Since I’m trying to get a handle on how new regulations and risk management requirements will emerge, I spent much of today at a conference on monetary policy and the global financial crisis. The keynoter was Fed vice-chair Don Kohn. He was still defending Alan Greenspan who in turn refuses to acknowledge that asset prices should be a consideration when setting rates (read the epilogue of his book).
Although the conference was held at CATO, it was not a libertarian rally. Economists and former central bankers of many stripes were there — pick your party and economic school – -all mixes. There were lots of fingers pointing, but I concluded general consensus on these things:
1 — More regulation is coming early in the next Congress. No doubt. Rationale for that — government protection of financial institutions is now is now pervasive and goes beyond just banks. To balance the fact that financial institutions are now a protected species, there will be more regulation and supervision — especially the latter.
2 — Central bankers’ monetary policies must account for asset prices, not just prices of goods. While Kohn denied this, he left open the door to it, and all the other economists there including former ECB board member Ottmar Issing said it has to happen. The problem is agreement on the model — so while transparency is possible technically, no one agrees on the model —
My conclusion after listening to all these arguments over whose asset-bubble model works best is that any of them would have worked better than none.
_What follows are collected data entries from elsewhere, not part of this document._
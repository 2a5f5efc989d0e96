//! Worker supervision.
//!
//! The supervisor owns lifecycle for the whole fleet (capture worker plus the
//! backend dispatch workers) and stays out of the frame-processing path. Each
//! `WorkerSpec` pairs a desired-state flag with a spawn factory; the
//! reconciliation loop starts desired-but-not-running workers, stops
//! running-but-undesired ones, and exits once nothing is desired and nothing
//! is running.
//!
//! Workers are cancelled cooperatively through a `StopToken`; liveness and
//! exit are observed through the thread join handle, never through unwinding
//! across workers.

use std::sync::atomic::{AtomicBool, Ordering};
use std::sync::Arc;
use std::thread::JoinHandle;
use std::time::{Duration, Instant};

use anyhow::Result;

const POLL_INTERVAL: Duration = Duration::from_millis(20);

/// Cooperative cancellation flag handed to every worker.
#[derive(Clone, Debug, Default)]
pub struct StopToken {
    flag: Arc<AtomicBool>,
}

impl StopToken {
    pub fn new() -> Self {
        Self::default()
    }

    pub fn trigger(&self) {
        self.flag.store(true, Ordering::SeqCst);
    }

    pub fn is_triggered(&self) -> bool {
        self.flag.load(Ordering::SeqCst)
    }

    /// Sleep up to `dur`, waking early when the token is triggered.
    pub fn sleep(&self, dur: Duration) {
        let deadline = Instant::now() + dur;
        while !self.is_triggered() {
            let remaining = deadline.saturating_duration_since(Instant::now());
            if remaining.is_zero() {
                return;
            }
            std::thread::sleep(remaining.min(POLL_INTERVAL));
        }
    }
}

/// A live worker: its join handle and the stop token it polls.
pub struct WorkerHandle {
    pub join: JoinHandle<()>,
    pub stop: StopToken,
}

impl WorkerHandle {
    pub fn is_running(&self) -> bool {
        !self.join.is_finished()
    }
}

/// Factory producing a fresh worker thread for each (re)start.
pub type SpawnFn = Box<dyn FnMut(StopToken) -> JoinHandle<()> + Send>;

/// One logical worker: name, desired state, how to start it, and the handle
/// of the current incarnation if any. The handle is owned exclusively by the
/// supervisor.
pub struct WorkerSpec {
    name: String,
    desired: Arc<AtomicBool>,
    spawn: SpawnFn,
    handle: Option<WorkerHandle>,
}

impl WorkerSpec {
    pub fn new(name: impl Into<String>, desired: bool, spawn: SpawnFn) -> Self {
        Self {
            name: name.into(),
            desired: Arc::new(AtomicBool::new(desired)),
            spawn,
            handle: None,
        }
    }

    pub fn name(&self) -> &str {
        &self.name
    }

    /// Shared desired-state flag; flipping it takes effect on the next
    /// reconciliation pass.
    pub fn desired_flag(&self) -> Arc<AtomicBool> {
        Arc::clone(&self.desired)
    }

    fn is_desired(&self) -> bool {
        self.desired.load(Ordering::SeqCst)
    }

    fn is_running(&self) -> bool {
        self.handle.as_ref().is_some_and(WorkerHandle::is_running)
    }

    fn start(&mut self) {
        let stop = StopToken::new();
        let join = (self.spawn)(stop.clone());
        self.handle = Some(WorkerHandle { join, stop });
    }

    /// Join a finished incarnation so its handle is not mistaken for a live
    /// worker on the next pass.
    fn reap(&mut self) {
        let finished = self
            .handle
            .as_ref()
            .is_some_and(|h| h.join.is_finished());
        if finished {
            if let Some(handle) = self.handle.take() {
                let _ = handle.join.join();
                log::warn!("the {} worker is not running", self.name);
            }
        }
    }
}

/// Spawn a named worker thread around a fallible loop body. The body's error
/// is logged here; it never crosses into other workers.
pub fn worker_thread<F>(name: &str, stop: StopToken, body: F) -> JoinHandle<()>
where
    F: FnOnce(&StopToken) -> Result<()> + Send + 'static,
{
    let name = name.to_string();
    std::thread::spawn(move || match body(&stop) {
        Ok(()) => log::info!("worker {} exited", name),
        Err(e) => log::error!("worker {} failed: {:#}", name, e),
    })
}

/// The reconciliation loop.
pub struct Supervisor {
    specs: Vec<WorkerSpec>,
    /// Reconciliation cadence; also bounds the wait-for-exit step so a hung
    /// worker cannot stall the rest of the fleet.
    tick: Duration,
    /// Pause after each start. Staggered startup avoids a thundering herd
    /// against shared resources.
    stagger: Duration,
}

impl Supervisor {
    pub fn new(specs: Vec<WorkerSpec>) -> Self {
        Self::with_timing(specs, Duration::from_secs(1), Duration::from_millis(500))
    }

    pub fn with_timing(specs: Vec<WorkerSpec>, tick: Duration, stagger: Duration) -> Self {
        Self {
            specs,
            tick,
            stagger,
        }
    }

    /// Desired-state flags for all specs, in order. Used by signal handlers
    /// to request a fleet-wide shutdown.
    pub fn desired_flags(&self) -> Vec<Arc<AtomicBool>> {
        self.specs.iter().map(WorkerSpec::desired_flag).collect()
    }

    pub fn specs(&self) -> &[WorkerSpec] {
        &self.specs
    }

    /// One reconciliation pass over every spec. Exposed for tests; `run`
    /// calls this on the tick cadence.
    pub fn reconcile(&mut self) {
        for spec in &mut self.specs {
            spec.reap();
            let desired = spec.is_desired();
            let running = spec.is_running();

            match (desired, running) {
                (true, false) => {
                    log::warn!("starting {} worker", spec.name);
                    spec.start();
                    std::thread::sleep(self.stagger);
                }
                (false, true) => {
                    log::warn!("worker {} is running and should not be, stopping", spec.name);
                    if let Some(handle) = &spec.handle {
                        handle.stop.trigger();
                    }
                }
                _ => {}
            }
        }
    }

    /// Run reconciliation until zero workers are desired and zero are
    /// running, then return control to the caller.
    pub fn run(&mut self) {
        log::info!("starting worker supervisor ({} specs)", self.specs.len());
        loop {
            self.reconcile();

            let desired = self.specs.iter().filter(|s| s.is_desired()).count();
            let running = self.specs.iter().filter(|s| s.is_running()).count();

            if desired > 0 && running == 0 {
                log::warn!("no desired workers are running; did everything crash?");
            }
            if desired == 0 && running > 0 {
                log::warn!(
                    "shutdown requested, {} worker(s) still draining",
                    running
                );
            }
            if desired == 0 && running == 0 {
                log::info!("all workers stopped, supervisor exiting");
                return;
            }

            self.wait_for_exit();
        }
    }

    /// Bounded wait for any running, still-desired worker to exit, so a
    /// crash is noticed before the next timer tick. Re-entered next cycle.
    fn wait_for_exit(&self) {
        let deadline = Instant::now() + self.tick;
        while Instant::now() < deadline {
            let any_exited = self.specs.iter().any(|s| {
                s.handle.as_ref().is_some_and(|h| h.join.is_finished())
            });
            if any_exited {
                return;
            }
            std::thread::sleep(POLL_INTERVAL);
        }
    }
}

// ----------------------------------------------------------------------------
// Tests
// ----------------------------------------------------------------------------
3 — The recession will be protracted – the best case I heard was through 2h09 — the worst case was that a real for goodness one to two year depression is setting in, and there were many there who agreed with that. All agreed that deflation is the enemy. Cash is king and by hoarding cash, you profit. Are banks doing that right now? — the Fed is paying them interest on their reserves to prop up the real fed funds rate as close as they can to 1% – why lend if you can make money on the Fed?
My conclusion on deflation is that it’s certainly occurring in housing. A sustained and substantial drop in the Dow below 8000, say for two to three months, would be a deflation milestone for a broader set of assets pointing to a much longer recovery period. But I’m not a financial analyst — so please don’t take this personal conclusion as investment advice.
Hold on to your hats!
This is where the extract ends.